*Input:*
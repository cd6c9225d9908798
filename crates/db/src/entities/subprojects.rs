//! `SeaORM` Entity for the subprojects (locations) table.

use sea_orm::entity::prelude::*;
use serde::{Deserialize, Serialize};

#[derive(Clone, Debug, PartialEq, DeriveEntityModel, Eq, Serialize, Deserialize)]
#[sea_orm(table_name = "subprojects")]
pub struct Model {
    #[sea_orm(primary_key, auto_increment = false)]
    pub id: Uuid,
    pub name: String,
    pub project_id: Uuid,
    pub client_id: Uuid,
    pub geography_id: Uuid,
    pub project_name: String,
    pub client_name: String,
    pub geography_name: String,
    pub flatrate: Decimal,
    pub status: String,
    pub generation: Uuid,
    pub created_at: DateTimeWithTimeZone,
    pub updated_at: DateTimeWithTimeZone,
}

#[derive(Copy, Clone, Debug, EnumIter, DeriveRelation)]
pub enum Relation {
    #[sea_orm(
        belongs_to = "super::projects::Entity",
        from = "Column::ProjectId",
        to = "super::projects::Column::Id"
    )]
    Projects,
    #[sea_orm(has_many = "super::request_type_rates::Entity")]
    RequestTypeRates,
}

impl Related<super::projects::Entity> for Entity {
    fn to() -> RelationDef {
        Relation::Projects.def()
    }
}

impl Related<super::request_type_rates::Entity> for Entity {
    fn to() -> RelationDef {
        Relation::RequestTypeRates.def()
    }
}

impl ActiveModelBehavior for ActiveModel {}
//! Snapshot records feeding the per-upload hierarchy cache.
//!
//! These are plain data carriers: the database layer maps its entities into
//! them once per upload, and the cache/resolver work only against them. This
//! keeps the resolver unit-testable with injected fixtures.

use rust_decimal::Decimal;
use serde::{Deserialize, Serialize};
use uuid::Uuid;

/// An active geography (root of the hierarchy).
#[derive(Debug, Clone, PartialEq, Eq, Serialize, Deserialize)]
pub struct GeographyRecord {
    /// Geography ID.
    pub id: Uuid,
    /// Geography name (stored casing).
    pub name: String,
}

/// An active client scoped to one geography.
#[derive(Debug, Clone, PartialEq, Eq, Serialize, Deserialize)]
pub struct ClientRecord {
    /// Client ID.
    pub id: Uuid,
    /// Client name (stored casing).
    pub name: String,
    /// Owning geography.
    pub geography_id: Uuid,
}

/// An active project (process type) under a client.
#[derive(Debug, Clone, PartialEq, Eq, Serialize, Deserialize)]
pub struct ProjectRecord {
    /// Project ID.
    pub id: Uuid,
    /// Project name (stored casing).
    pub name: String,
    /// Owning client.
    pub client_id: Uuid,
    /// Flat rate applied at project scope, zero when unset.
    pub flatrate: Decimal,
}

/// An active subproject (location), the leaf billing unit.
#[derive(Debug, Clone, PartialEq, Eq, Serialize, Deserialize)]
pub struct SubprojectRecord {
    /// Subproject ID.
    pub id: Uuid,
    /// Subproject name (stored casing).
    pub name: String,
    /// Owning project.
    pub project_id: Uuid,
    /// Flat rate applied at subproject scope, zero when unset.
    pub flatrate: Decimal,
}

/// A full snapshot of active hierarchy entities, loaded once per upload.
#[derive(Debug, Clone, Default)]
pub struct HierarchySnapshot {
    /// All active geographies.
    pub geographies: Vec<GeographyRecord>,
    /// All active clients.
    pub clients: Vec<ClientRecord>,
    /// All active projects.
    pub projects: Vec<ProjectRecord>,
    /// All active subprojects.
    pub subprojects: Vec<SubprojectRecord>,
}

*Work to be completed:* Which lines above contain the word "casing"? Show each of them.

*Response:*
    /// Geography name (stored casing).
    /// Client name (stored casing).
    /// Project name (stored casing).
    /// Subproject name (stored casing).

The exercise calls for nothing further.